• Problem description: The entries below should appear again in your reply, word for word.

[Saved data entries]

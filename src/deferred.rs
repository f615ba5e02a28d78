//! A producer/consumer pair over a shared [`Completion`].
//!
//! `Deferred` is the producing half: cloneable, and whichever clone resolves
//! or rejects first decides the outcome. `Promise` is the consuming half:
//! cloneable, callbacks can be attached from any thread at any time, and it
//! can be awaited when the value and error are `Clone`.
use crate::completion::Completion;
use crate::context::Context;
use crate::{Error, Result, Settle};
use futures::task::{waker, ArcWake, AtomicWaker};
use log::debug;
use std::fmt::{self, Debug};
use std::future::Future;
use std::pin::Pin;
use std::sync::Arc;
use std::task::{Context as TaskContext, Poll};

/// Producing half of a promise.
///
/// # Examples
///
/// ```
/// use promise_core::{deferred, Settle};
/// use futures::executor::block_on;
/// use std::thread;
///
/// let deferred = deferred::<String, String>();
/// let promise = deferred.promise();
/// let task1 = thread::spawn(move || block_on(async {
///     println!("Received {:?}", promise.await);
/// }));
/// deferred.resolve("Hi".into()).unwrap();
/// task1.join().expect("The task1 thread has panicked.");
/// ```
pub struct Deferred<V, E> {
    completion: Arc<Completion<V, E>>,
    context: Context,
}

/// Consuming half of a promise.
pub struct Promise<V, E> {
    completion: Arc<Completion<V, E>>,
    context: Context,
    waker: Arc<WakeSlot>,
    waiting: bool,
}

/// Forwards a completion wakeup to whichever task polled the promise last.
struct WakeSlot(AtomicWaker);

impl ArcWake for WakeSlot {
    fn wake_by_ref(arc_self: &Arc<Self>) {
        arc_self.0.wake();
    }
}

/// A deferred with the default [`Context`].
pub fn deferred<V, E>() -> Deferred<V, E> {
    deferred_with(Context::default())
}

pub fn deferred_with<V, E>(context: Context) -> Deferred<V, E> {
    Deferred {
        completion: Arc::new(Completion::new()),
        context,
    }
}

impl<V, E> Deferred<V, E> {
    pub fn promise(&self) -> Promise<V, E> {
        Promise::from_parts(self.completion.clone(), self.context.clone())
    }

    pub fn context(&self) -> &Context {
        &self.context
    }
}

impl<V, E> Settle for Deferred<V, E> {
    type Output = V;
    type Error = E;
    type Waiter = Promise<V, E>;

    fn new() -> (Self, Self::Waiter) {
        let deferred = deferred();
        let promise = deferred.promise();
        (deferred, promise)
    }

    ///promise.resolve
    ///
    /// # Examples
    ///
    /// ```
    /// use promise_core::{Deferred, Error, Settle};
    /// let (deferred, promise) = Deferred::<u32, ()>::new();
    /// deferred.resolve(1).unwrap();
    /// assert_eq!(deferred.resolve(2), Err(Error::AlreadyCompleted));
    /// assert!(promise.is_success());
    /// ```
    fn resolve(&self, value: V) -> Result<()> {
        if self.completion.complete_success(value) {
            Ok(())
        } else {
            debug!("resolve lost to an earlier completion");
            Err(Error::AlreadyCompleted)
        }
    }

    ///promise.reject
    ///
    /// # Examples
    ///
    /// ```
    /// use promise_core::{Deferred, Error, Settle};
    /// let (deferred, promise) = Deferred::<(), String>::new();
    /// deferred.reject("💥".into()).unwrap();
    /// assert_eq!(deferred.reject("again".into()), Err(Error::AlreadyCompleted));
    /// assert!(promise.is_failure());
    /// ```
    fn reject(&self, err: E) -> Result<()> {
        if self.completion.complete_failure(err) {
            Ok(())
        } else {
            debug!("reject lost to an earlier completion");
            Err(Error::AlreadyCompleted)
        }
    }
}

impl<V, E> Clone for Deferred<V, E> {
    fn clone(&self) -> Self {
        Self {
            completion: self.completion.clone(),
            context: self.context.clone(),
        }
    }
}

impl<V, E> Debug for Deferred<V, E> {
    fn fmt(&self, f: &mut fmt::Formatter<'_>) -> fmt::Result {
        f.debug_struct("Deferred")
            .field("completion", &self.completion)
            .finish()
    }
}

impl<V, E> Promise<V, E> {
    fn from_parts(completion: Arc<Completion<V, E>>, context: Context) -> Self {
        Self {
            completion,
            context,
            waker: Arc::new(WakeSlot(AtomicWaker::new())),
            waiting: false,
        }
    }

    /// An already succeeded promise.
    pub fn of_value(value: V) -> Self {
        let completion = Completion::new();
        let committed = completion.try_commit_success(value);
        debug_assert!(committed);
        Self::from_parts(Arc::new(completion), Context::default())
    }

    /// An already failed promise.
    pub fn of_error(error: E) -> Self {
        let completion = Completion::new();
        let committed = completion.try_commit_failure(error);
        debug_assert!(committed);
        Self::from_parts(Arc::new(completion), Context::default())
    }

    pub fn context(&self) -> &Context {
        &self.context
    }

    pub fn is_done(&self) -> bool {
        self.completion.is_terminal()
    }

    pub fn is_success(&self) -> bool {
        self.completion.is_succeeded()
    }

    pub fn is_failure(&self) -> bool {
        self.completion.is_failed()
    }

    /// Runs `callback` with the value once this promise succeeds.
    pub fn success<F>(&self, callback: F) -> &Self
    where
        F: FnOnce(&V) + Send + 'static,
    {
        let context = self.context.clone();
        self.completion
            .add_success_callback(move |value| context.invoke(|| callback(value)));
        self
    }

    /// Runs `callback` with the error once this promise fails.
    pub fn fail<F>(&self, callback: F) -> &Self
    where
        F: FnOnce(&E) + Send + 'static,
    {
        let context = self.context.clone();
        self.completion
            .add_failure_callback(move |error| context.invoke(|| callback(error)));
        self
    }

    /// Runs `callback` once this promise completes either way.
    pub fn always<F>(&self, callback: F) -> &Self
    where
        F: FnOnce() + Send + 'static,
    {
        let context = self.context.clone();
        self.completion
            .add_always_callback(move || context.invoke(callback));
        self
    }
}

impl<V, E> Clone for Promise<V, E> {
    /// Clones get their own waker registration.
    fn clone(&self) -> Self {
        Self::from_parts(self.completion.clone(), self.context.clone())
    }
}

impl<V: Clone, E: Clone> Future for Promise<V, E> {
    type Output = std::result::Result<V, E>;

    fn poll(mut self: Pin<&mut Self>, cx: &mut TaskContext<'_>) -> Poll<Self::Output> {
        if let Some(result) = self.completion.result() {
            return Poll::Ready(result.cloned().map_err(Clone::clone));
        }
        self.waker.0.register(cx.waker());
        if !self.waiting {
            self.waiting = true;
            self.completion.add_waker(waker(self.waker.clone()));
        }
        match self.completion.result() {
            Some(result) => Poll::Ready(result.cloned().map_err(Clone::clone)),
            None => Poll::Pending,
        }
    }
}

impl<V, E> Debug for Promise<V, E> {
    fn fmt(&self, f: &mut fmt::Formatter<'_>) -> fmt::Result {
        f.debug_struct("Promise")
            .field("completion", &self.completion)
            .field("context", &self.context)
            .finish()
    }
}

• Solution for this exercise:
filename src/deferred.rs
repository f615ba5e02a28d78
//! A producer/consumer pair over a shared [`Completion`].
//!
//! `Deferred` is the producing half: cloneable, and whichever clone resolves
//! or rejects first decides the outcome. `Promise` is the consuming half:
//! cloneable, callbacks can be attached from any thread at any time, and it
//! can be awaited when the value and error are `Clone`.
use crate::completion::Completion;
use crate::context::Context;
use crate::{Error, Result, Settle};
use futures::task::{waker, ArcWake, AtomicWaker};
use log::debug;
use std::fmt::{self, Debug};
use std::future::Future;
use std::pin::Pin;
use std::sync::Arc;
use std::task::{Context as TaskContext, Poll};

/// Producing half of a promise.
///
/// # Examples
///
/// ```
/// use promise_core::{deferred, Settle};
/// use futures::executor::block_on;
/// use std::thread;
///
/// let deferred = deferred::<String, String>();
/// let promise = deferred.promise();
/// let task1 = thread::spawn(move || block_on(async {
///     println!("Received {:?}", promise.await);
/// }));
/// deferred.resolve("Hi".into()).unwrap();
/// task1.join().expect("The task1 thread has panicked.");
/// ```
pub struct Deferred<V, E> {
    completion: Arc<Completion<V, E>>,
    context: Context,
}

/// Consuming half of a promise.
pub struct Promise<V, E> {
    completion: Arc<Completion<V, E>>,
    context: Context,
    waker: Arc<WakeSlot>,
    waiting: bool,
}

/// Forwards a completion wakeup to whichever task polled the promise last.
struct WakeSlot(AtomicWaker);

impl ArcWake for WakeSlot {
    fn wake_by_ref(arc_self: &Arc<Self>) {
        arc_self.0.wake();
    }
}

/// A deferred with the default [`Context`].
pub fn deferred<V, E>() -> Deferred<V, E> {
    deferred_with(Context::default())
}

pub fn deferred_with<V, E>(context: Context) -> Deferred<V, E> {
    Deferred {
        completion: Arc::new(Completion::new()),
        context,
    }
}

impl<V, E> Deferred<V, E> {
    pub fn promise(&self) -> Promise<V, E> {
        Promise::from_parts(self.completion.clone(), self.context.clone())
    }

    pub fn context(&self) -> &Context {
        &self.context
    }
}

impl<V, E> Settle for Deferred<V, E> {
    type Output = V;
    type Error = E;
    type Waiter = Promise<V, E>;

    fn new() -> (Self, Self::Waiter) {
        let deferred = deferred();
        let promise = deferred.promise();
        (deferred, promise)
    }

    ///promise.resolve
    ///
    /// # Examples
    ///
    /// ```
    /// use promise_core::{Deferred, Error, Settle};
    /// let (deferred, promise) = Deferred::<u32, ()>::new();
    /// deferred.resolve(1).unwrap();
    /// assert_eq!(deferred.resolve(2), Err(Error::AlreadyCompleted));
    /// assert!(promise.is_success());
    /// ```
    fn resolve(&self, value: V) -> Result<()> {
        if self.completion.complete_success(value) {
            Ok(())
        } else {
            debug!("resolve lost to an earlier completion");
            Err(Error::AlreadyCompleted)
        }
    }

    ///promise.reject
    ///
    /// # Examples
    ///
    /// ```
    /// use promise_core::{Deferred, Error, Settle};
    /// let (deferred, promise) = Deferred::<(), String>::new();
    /// deferred.reject("💥".into()).unwrap();
    /// assert_eq!(deferred.reject("again".into()), Err(Error::AlreadyCompleted));
    /// assert!(promise.is_failure());
    /// ```
    fn reject(&self, err: E) -> Result<()> {
        if self.completion.complete_failure(err) {
            Ok(())
        } else {
            debug!("reject lost to an earlier completion");
            Err(Error::AlreadyCompleted)
        }
    }
}

impl<V, E> Clone for Deferred<V, E> {
    fn clone(&self) -> Self {
        Self {
            completion: self.completion.clone(),
            context: self.context.clone(),
        }
    }
}

impl<V, E> Debug for Deferred<V, E> {
    fn fmt(&self, f: &mut fmt::Formatter<'_>) -> fmt::Result {
        f.debug_struct("Deferred")
            .field("completion", &self.completion)
            .finish()
    }
}

impl<V, E> Promise<V, E> {
    fn from_parts(completion: Arc<Completion<V, E>>, context: Context) -> Self {
        Self {
            completion,
            context,
            waker: Arc::new(WakeSlot(AtomicWaker::new())),
            waiting: false,
        }
    }

    /// An already succeeded promise.
    pub fn of_value(value: V) -> Self {
        let completion = Completion::new();
        let committed = completion.try_commit_success(value);
        debug_assert!(committed);
        Self::from_parts(Arc::new(completion), Context::default())
    }

    /// An already failed promise.
    pub fn of_error(error: E) -> Self {
        let completion = Completion::new();
        let committed = completion.try_commit_failure(error);
        debug_assert!(committed);
        Self::from_parts(Arc::new(completion), Context::default())
    }

    pub fn context(&self) -> &Context {
        &self.context
    }

    pub fn is_done(&self) -> bool {
        self.completion.is_terminal()
    }

    pub fn is_success(&self) -> bool {
        self.completion.is_succeeded()
    }

    pub fn is_failure(&self) -> bool {
        self.completion.is_failed()
    }

    /// Runs `callback` with the value once this promise succeeds.
    pub fn success<F>(&self, callback: F) -> &Self
    where
        F: FnOnce(&V) + Send + 'static,
    {
        let context = self.context.clone();
        self.completion
            .add_success_callback(move |value| context.invoke(|| callback(value)));
        self
    }

    /// Runs `callback` with the error once this promise fails.
    pub fn fail<F>(&self, callback: F) -> &Self
    where
        F: FnOnce(&E) + Send + 'static,
    {
        let context = self.context.clone();
        self.completion
            .add_failure_callback(move |error| context.invoke(|| callback(error)));
        self
    }

    /// Runs `callback` once this promise completes either way.
    pub fn always<F>(&self, callback: F) -> &Self
    where
        F: FnOnce() + Send + 'static,
    {
        let context = self.context.clone();
        self.completion
            .add_always_callback(move || context.invoke(callback));
        self
    }
}

impl<V, E> Clone for Promise<V, E> {
    /// Clones get their own waker registration.
    fn clone(&self) -> Self {
        Self::from_parts(self.completion.clone(), self.context.clone())
    }
}

impl<V: Clone, E: Clone> Future for Promise<V, E> {
    type Output = std::result::Result<V, E>;

    fn poll(mut self: Pin<&mut Self>, cx: &mut TaskContext<'_>) -> Poll<Self::Output> {
        if let Some(result) = self.completion.result() {
            return Poll::Ready(result.cloned().map_err(Clone::clone));
        }
        self.waker.0.register(cx.waker());
        if !self.waiting {
            self.waiting = true;
            self.completion.add_waker(waker(self.waker.clone()));
        }
        match self.completion.result() {
            Some(result) => Poll::Ready(result.cloned().map_err(Clone::clone)),
            None => Poll::Pending,
        }
    }
}

impl<V, E> Debug for Promise<V, E> {
    fn fmt(&self, f: &mut fmt::Formatter<'_>) -> fmt::Result {
        f.debug_struct("Promise")
            .field("completion", &self.completion)
            .field("context", &self.context)
            .finish()
    }
}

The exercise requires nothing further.